** EXERCISE INPUT follows **
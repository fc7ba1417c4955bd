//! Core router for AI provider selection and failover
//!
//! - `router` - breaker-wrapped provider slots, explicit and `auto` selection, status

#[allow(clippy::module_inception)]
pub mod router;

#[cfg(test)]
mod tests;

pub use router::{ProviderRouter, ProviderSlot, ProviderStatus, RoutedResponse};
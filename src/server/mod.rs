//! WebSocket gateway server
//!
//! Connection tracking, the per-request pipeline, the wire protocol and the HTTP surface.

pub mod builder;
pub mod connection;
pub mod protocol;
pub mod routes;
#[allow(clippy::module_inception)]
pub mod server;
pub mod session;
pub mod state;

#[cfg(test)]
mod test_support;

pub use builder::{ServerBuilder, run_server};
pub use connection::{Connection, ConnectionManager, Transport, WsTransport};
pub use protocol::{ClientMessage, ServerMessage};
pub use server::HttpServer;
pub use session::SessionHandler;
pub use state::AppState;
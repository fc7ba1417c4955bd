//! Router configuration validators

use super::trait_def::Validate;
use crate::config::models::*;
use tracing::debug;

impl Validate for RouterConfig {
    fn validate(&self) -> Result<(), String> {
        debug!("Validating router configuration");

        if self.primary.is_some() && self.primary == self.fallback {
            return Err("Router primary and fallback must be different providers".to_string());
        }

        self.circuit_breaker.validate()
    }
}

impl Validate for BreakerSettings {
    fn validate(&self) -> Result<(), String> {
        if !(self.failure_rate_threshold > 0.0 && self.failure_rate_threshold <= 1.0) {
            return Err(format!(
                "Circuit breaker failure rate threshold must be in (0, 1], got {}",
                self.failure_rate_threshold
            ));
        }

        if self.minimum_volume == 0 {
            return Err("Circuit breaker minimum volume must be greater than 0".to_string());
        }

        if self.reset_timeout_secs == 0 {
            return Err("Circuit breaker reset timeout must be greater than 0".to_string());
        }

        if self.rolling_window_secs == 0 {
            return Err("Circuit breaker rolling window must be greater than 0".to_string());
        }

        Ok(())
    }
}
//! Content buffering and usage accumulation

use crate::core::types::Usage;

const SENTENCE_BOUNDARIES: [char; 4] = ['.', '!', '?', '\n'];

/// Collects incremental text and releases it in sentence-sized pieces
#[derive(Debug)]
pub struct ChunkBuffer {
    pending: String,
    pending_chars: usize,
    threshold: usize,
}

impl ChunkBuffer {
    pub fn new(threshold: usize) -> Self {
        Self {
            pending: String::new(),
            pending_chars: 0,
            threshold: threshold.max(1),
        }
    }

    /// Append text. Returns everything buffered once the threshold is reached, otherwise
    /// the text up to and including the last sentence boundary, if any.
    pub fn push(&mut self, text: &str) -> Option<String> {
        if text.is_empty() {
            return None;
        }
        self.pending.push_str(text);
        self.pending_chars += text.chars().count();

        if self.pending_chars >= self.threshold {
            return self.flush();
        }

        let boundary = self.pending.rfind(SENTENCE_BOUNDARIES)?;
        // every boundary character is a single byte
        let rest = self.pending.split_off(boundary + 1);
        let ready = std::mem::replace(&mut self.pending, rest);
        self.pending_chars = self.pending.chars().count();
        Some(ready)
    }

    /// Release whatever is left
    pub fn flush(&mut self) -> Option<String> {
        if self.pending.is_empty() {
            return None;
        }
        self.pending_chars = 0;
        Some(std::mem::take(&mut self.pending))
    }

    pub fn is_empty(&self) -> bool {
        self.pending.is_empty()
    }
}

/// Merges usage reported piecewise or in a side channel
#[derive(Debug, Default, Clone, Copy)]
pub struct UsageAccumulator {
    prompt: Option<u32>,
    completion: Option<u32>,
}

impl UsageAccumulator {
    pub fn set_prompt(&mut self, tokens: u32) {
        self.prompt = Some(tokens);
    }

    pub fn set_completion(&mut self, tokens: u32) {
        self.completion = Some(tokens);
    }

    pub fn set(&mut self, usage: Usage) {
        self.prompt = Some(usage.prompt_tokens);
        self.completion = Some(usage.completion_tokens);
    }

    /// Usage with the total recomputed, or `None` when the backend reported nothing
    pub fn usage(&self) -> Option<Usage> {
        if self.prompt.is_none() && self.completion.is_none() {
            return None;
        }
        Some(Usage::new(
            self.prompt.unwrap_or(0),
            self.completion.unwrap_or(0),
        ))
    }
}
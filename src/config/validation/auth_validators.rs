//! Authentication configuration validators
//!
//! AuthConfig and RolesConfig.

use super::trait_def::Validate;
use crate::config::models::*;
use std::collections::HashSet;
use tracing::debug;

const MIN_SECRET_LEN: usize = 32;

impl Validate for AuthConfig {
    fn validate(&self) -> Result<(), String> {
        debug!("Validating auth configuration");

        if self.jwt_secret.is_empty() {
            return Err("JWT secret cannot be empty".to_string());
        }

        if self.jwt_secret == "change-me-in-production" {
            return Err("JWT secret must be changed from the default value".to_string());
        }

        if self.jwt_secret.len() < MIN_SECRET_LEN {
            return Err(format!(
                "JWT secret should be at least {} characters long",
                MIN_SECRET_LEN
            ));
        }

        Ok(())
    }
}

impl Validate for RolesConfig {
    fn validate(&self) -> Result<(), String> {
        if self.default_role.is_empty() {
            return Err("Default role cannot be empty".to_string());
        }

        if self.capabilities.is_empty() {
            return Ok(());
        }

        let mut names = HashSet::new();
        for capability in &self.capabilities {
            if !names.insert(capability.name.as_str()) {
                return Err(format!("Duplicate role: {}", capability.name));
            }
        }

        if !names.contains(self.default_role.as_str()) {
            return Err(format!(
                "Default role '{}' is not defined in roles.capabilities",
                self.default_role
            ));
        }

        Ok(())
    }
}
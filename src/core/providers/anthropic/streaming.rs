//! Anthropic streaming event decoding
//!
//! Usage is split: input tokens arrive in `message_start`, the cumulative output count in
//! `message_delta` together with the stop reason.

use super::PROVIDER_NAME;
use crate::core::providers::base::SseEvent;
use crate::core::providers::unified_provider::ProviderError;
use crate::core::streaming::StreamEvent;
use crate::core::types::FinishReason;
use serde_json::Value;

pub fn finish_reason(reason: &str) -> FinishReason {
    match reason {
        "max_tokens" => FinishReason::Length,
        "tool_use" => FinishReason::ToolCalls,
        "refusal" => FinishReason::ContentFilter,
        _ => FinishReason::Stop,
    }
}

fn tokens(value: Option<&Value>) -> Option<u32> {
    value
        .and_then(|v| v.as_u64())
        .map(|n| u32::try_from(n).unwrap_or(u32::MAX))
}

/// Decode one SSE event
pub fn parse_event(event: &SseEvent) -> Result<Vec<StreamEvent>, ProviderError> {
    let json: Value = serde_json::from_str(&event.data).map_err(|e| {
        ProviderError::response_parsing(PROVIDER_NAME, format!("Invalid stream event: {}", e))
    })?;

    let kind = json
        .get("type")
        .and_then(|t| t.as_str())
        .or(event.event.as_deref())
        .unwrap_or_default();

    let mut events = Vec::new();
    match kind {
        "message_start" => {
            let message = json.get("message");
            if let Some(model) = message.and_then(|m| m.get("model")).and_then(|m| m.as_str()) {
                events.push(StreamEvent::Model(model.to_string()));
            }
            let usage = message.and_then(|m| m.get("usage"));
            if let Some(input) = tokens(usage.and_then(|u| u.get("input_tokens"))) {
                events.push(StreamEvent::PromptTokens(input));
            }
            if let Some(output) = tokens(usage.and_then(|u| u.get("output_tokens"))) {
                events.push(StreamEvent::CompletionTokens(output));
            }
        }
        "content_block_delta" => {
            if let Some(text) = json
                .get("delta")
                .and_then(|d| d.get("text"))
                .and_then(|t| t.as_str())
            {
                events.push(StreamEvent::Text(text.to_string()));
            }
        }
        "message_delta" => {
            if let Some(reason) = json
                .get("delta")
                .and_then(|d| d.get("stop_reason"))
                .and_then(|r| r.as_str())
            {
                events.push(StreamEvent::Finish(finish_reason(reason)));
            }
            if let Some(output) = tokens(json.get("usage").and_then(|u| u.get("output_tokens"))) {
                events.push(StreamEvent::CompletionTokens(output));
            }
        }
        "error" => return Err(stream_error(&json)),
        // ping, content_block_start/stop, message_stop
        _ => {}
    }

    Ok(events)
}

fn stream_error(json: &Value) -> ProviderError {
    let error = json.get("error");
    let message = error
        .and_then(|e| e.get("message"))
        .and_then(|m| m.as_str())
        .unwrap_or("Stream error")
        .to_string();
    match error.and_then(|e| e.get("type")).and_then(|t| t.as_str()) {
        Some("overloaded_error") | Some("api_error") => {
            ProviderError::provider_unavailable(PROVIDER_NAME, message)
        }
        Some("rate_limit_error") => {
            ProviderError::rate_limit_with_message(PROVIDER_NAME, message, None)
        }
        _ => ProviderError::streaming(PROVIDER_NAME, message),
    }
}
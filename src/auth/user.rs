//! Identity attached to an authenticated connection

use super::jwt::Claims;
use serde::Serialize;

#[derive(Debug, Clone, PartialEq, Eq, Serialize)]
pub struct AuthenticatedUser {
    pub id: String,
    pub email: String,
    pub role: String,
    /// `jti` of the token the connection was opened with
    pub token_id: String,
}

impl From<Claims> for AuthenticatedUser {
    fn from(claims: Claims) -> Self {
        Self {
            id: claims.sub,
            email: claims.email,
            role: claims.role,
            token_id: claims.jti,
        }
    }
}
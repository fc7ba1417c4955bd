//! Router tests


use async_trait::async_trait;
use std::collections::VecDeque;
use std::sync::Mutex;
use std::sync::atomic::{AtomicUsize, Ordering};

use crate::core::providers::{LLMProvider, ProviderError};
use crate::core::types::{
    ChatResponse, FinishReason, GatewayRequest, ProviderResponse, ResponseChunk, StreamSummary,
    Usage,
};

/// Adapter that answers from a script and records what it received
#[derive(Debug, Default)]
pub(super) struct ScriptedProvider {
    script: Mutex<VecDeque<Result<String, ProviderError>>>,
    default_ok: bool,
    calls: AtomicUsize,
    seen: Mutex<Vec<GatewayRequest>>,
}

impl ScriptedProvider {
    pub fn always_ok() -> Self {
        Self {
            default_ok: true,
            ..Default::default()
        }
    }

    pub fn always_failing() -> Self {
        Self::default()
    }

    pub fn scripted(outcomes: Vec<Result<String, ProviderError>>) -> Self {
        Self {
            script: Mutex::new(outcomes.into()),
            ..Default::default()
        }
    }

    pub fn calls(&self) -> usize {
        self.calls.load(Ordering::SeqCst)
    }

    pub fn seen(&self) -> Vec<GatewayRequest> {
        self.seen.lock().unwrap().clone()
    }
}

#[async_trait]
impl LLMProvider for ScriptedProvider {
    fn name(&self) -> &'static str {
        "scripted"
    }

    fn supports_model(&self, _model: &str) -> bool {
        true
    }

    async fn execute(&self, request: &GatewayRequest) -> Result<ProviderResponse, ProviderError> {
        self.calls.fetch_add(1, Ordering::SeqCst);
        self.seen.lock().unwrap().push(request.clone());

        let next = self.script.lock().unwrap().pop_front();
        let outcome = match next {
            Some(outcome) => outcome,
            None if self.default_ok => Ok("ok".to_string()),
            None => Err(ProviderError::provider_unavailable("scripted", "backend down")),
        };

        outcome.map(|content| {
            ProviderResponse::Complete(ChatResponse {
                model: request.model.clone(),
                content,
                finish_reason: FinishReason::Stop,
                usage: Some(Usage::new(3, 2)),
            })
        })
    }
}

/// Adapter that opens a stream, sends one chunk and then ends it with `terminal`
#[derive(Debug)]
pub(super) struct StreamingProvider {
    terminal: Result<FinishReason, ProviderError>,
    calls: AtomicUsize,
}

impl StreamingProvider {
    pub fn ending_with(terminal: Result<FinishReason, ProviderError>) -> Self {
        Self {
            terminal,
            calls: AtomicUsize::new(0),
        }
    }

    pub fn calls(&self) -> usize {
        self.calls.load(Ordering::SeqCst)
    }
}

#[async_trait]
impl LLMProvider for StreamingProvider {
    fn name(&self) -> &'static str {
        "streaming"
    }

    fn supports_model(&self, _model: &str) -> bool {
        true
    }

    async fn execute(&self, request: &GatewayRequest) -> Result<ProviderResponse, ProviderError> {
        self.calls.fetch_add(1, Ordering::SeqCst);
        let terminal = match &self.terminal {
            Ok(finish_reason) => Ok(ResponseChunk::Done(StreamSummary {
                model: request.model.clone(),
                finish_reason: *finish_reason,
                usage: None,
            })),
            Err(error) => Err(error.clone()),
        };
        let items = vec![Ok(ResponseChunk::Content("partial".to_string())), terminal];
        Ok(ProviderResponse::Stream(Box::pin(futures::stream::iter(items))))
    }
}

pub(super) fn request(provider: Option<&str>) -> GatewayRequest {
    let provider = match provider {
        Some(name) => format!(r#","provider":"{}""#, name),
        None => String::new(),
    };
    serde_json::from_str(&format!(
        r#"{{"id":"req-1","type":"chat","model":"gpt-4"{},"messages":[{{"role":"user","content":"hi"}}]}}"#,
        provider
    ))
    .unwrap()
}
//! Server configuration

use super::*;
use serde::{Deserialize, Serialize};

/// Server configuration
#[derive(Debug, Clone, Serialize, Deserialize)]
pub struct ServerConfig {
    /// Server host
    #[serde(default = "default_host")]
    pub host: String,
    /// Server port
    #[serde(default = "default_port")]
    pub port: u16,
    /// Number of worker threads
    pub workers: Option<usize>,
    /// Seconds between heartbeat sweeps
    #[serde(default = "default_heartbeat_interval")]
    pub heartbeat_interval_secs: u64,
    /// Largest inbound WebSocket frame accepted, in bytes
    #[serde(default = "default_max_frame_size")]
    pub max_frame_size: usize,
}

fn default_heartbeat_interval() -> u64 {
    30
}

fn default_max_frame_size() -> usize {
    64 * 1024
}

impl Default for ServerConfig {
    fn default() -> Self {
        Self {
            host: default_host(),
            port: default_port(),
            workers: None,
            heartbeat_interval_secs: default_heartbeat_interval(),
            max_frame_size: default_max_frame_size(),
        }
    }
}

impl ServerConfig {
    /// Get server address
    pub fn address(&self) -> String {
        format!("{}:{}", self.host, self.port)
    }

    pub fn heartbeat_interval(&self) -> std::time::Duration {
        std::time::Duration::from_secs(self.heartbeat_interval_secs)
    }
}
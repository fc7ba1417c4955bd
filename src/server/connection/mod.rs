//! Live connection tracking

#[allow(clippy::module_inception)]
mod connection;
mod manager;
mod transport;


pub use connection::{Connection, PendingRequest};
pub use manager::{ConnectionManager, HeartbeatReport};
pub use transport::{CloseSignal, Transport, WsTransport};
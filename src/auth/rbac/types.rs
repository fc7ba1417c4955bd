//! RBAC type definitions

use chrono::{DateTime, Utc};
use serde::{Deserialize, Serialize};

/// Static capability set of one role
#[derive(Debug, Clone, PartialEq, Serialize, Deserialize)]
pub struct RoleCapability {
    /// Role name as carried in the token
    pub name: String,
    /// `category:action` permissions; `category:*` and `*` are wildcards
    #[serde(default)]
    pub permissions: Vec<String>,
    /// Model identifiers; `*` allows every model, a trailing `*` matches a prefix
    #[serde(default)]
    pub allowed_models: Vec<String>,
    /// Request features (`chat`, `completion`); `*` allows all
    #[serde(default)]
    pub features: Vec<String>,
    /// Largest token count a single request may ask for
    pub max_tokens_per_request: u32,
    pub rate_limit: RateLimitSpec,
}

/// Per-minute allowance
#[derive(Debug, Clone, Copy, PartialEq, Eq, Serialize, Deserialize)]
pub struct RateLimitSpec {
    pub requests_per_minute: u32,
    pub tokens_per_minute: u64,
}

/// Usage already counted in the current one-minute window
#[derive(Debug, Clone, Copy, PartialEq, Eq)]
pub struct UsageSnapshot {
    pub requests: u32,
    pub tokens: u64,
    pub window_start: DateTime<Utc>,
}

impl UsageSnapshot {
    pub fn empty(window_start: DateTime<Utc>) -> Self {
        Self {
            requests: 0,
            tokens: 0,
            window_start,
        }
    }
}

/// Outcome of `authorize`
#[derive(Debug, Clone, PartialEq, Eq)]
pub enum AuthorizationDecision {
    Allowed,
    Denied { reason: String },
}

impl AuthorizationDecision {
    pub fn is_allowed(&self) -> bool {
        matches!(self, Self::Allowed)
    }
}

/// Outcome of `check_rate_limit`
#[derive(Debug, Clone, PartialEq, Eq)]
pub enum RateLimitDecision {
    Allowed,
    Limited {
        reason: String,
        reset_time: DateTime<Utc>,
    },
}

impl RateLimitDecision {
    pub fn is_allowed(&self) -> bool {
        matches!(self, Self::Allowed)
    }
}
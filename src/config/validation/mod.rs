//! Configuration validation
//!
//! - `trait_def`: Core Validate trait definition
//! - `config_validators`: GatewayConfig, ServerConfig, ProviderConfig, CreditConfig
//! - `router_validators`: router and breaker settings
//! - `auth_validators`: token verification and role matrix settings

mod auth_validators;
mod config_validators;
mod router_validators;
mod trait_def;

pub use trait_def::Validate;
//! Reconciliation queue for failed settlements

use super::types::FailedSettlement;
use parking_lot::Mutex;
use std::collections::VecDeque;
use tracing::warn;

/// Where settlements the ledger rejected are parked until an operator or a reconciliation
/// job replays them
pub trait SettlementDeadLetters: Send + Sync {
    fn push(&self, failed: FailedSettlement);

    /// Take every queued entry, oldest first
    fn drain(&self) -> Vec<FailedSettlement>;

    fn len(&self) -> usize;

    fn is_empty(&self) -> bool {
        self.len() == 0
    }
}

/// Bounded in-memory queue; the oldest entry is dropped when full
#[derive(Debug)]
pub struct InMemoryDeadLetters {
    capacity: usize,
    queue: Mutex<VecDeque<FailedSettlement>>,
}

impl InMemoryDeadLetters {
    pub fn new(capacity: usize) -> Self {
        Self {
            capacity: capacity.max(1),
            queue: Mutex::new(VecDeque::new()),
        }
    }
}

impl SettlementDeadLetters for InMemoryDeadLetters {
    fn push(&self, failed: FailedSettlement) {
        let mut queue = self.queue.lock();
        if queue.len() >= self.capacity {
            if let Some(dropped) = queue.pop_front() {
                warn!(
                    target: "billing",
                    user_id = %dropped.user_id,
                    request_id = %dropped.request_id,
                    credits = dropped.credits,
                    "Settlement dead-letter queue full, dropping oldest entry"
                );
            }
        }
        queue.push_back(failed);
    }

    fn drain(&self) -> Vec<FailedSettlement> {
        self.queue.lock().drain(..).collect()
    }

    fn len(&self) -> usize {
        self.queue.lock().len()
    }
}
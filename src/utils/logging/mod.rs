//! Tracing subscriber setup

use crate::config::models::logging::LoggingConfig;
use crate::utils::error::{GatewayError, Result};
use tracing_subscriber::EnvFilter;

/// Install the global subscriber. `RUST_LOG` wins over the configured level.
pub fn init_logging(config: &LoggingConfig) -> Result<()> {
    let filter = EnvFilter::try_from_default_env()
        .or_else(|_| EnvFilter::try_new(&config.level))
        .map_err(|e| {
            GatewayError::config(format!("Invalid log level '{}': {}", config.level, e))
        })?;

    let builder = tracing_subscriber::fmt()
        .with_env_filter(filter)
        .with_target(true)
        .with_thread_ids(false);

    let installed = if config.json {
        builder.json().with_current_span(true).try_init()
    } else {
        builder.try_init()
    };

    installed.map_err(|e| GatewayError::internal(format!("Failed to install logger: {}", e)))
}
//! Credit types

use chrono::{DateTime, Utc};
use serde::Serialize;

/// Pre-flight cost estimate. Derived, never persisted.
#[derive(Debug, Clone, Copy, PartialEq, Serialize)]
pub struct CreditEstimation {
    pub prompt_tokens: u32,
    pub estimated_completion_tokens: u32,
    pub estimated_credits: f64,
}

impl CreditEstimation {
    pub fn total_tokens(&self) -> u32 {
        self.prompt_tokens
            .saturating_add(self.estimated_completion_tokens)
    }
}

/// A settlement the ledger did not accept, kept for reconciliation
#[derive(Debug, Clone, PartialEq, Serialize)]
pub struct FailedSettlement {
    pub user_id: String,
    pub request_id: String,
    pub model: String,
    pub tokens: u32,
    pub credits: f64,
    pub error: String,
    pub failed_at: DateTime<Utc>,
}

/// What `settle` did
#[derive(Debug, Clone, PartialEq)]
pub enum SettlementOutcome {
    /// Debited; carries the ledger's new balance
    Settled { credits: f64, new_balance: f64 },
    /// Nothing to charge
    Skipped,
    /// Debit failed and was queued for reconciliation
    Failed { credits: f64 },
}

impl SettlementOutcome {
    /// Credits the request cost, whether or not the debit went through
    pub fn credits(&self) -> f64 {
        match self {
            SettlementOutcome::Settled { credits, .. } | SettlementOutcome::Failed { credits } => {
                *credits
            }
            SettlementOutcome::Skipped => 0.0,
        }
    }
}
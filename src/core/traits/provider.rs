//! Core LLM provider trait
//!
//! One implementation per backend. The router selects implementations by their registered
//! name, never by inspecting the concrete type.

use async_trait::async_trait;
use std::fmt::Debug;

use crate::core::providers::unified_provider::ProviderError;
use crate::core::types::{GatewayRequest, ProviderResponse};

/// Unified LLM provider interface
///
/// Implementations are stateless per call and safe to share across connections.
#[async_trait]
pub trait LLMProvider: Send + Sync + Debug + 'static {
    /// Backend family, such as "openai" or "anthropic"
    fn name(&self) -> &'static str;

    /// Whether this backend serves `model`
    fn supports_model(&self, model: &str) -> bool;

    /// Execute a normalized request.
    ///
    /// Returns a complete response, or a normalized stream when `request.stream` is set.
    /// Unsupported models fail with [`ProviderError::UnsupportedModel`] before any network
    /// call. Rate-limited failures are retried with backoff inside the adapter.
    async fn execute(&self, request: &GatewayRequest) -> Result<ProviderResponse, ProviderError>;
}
** End of EXERCISE INPUT **
# BRIEF
Across the data above, how many lines include the word "SettlementDeadLetters"? Give only the count.

# RESPONSE TO THIS EXERCISE
2